*Working data:*
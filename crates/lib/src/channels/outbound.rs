//! Outbound delivery seam between the responder and a channel connector.

use async_trait::async_trait;

/// Sends a text message to a recipient on the messaging platform.
/// Fire-and-forget from the responder's perspective.
#[async_trait]
pub trait MessageSender: Send + Sync {
    /// Send a text message to a recipient (e.g. a WhatsApp wa_id).
    async fn send_message(&self, recipient_id: &str, text: &str) -> Result<(), String>;
}
//! In-memory flight catalog: routes and statuses keyed by lowercased strings.

use super::{Flight, FlightProvider};
use async_trait::async_trait;
use std::collections::HashMap;

/// Static catalog provider. Ships demo routes so the gateway answers real
/// queries out of the box; embedders and tests can build their own.
pub struct FlightCatalog {
    routes: HashMap<(String, String), Vec<Flight>>,
    statuses: HashMap<String, String>,
}

impl Default for FlightCatalog {
    fn default() -> Self {
        Self::new()
    }
}

fn flight(airline: &str, number: &str, departure: &str, price: &str) -> Flight {
    Flight {
        airline: airline.to_string(),
        flight_number: number.to_string(),
        departure: departure.to_string(),
        price: price.to_string(),
    }
}

impl FlightCatalog {
    pub fn new() -> Self {
        Self {
            routes: HashMap::new(),
            statuses: HashMap::new(),
        }
    }

    /// Catalog pre-loaded with a handful of demo routes and statuses.
    pub fn with_demo_routes() -> Self {
        let mut catalog = Self::new();
        catalog.add_route(
            "madrid",
            "paris",
            vec![
                flight("Iberia", "IB1234", "08:30", "120€"),
                flight("Air Europa", "UX1027", "15:45", "95€"),
                flight("Vueling", "VY8412", "21:10", "78€"),
            ],
        );
        catalog.add_route(
            "madrid",
            "londres",
            vec![
                flight("Iberia", "IB3170", "07:15", "135€"),
                flight("British Airways", "BA0461", "12:40", "142€"),
            ],
        );
        catalog.add_route(
            "barcelona",
            "roma",
            vec![flight("Vueling", "VY6100", "09:50", "64€")],
        );
        catalog.set_status(
            "IB1234",
            "El vuelo IB1234 sale hoy a las 08:30 desde la T4 (puerta J40). Sin retrasos previstos. ✅",
        );
        catalog.set_status(
            "UX1027",
            "El vuelo UX1027 tiene un retraso estimado de 25 minutos. Nueva salida: 16:10. ⏱",
        );
        catalog.set_status(
            "VY8412",
            "El vuelo VY8412 embarca a las 20:35 por la puerta B22.",
        );
        catalog
    }

    /// Register the flights offered from origin to destination (keys are lowercased).
    pub fn add_route(&mut self, origin: &str, destination: &str, flights: Vec<Flight>) {
        let key = (origin.trim().to_lowercase(), destination.trim().to_lowercase());
        self.routes.insert(key, flights);
    }

    /// Register the status text for a flight number (key is lowercased).
    pub fn set_status(&mut self, flight_number: &str, status: &str) {
        self.statuses
            .insert(flight_number.trim().to_lowercase(), status.to_string());
    }
}

#[async_trait]
impl FlightProvider for FlightCatalog {
    async fn search_flights(&self, origin: &str, destination: &str) -> Vec<Flight> {
        let key = (origin.trim().to_lowercase(), destination.trim().to_lowercase());
        self.routes.get(&key).cloned().unwrap_or_default()
    }

    async fn flight_status(&self, flight_number: &str) -> String {
        let key = flight_number.trim().to_lowercase();
        match self.statuses.get(&key) {
            Some(status) => status.clone(),
            None => format!(
                "No tenemos información del vuelo {}. Revisa el número e inténtalo de nuevo.",
                flight_number.trim().to_uppercase()
            ),
        }
    }
}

*What you are asked to do:*
Once you have read the entries above, state how many of their lines include "responder", giving the number alone.

*Answer box:*
2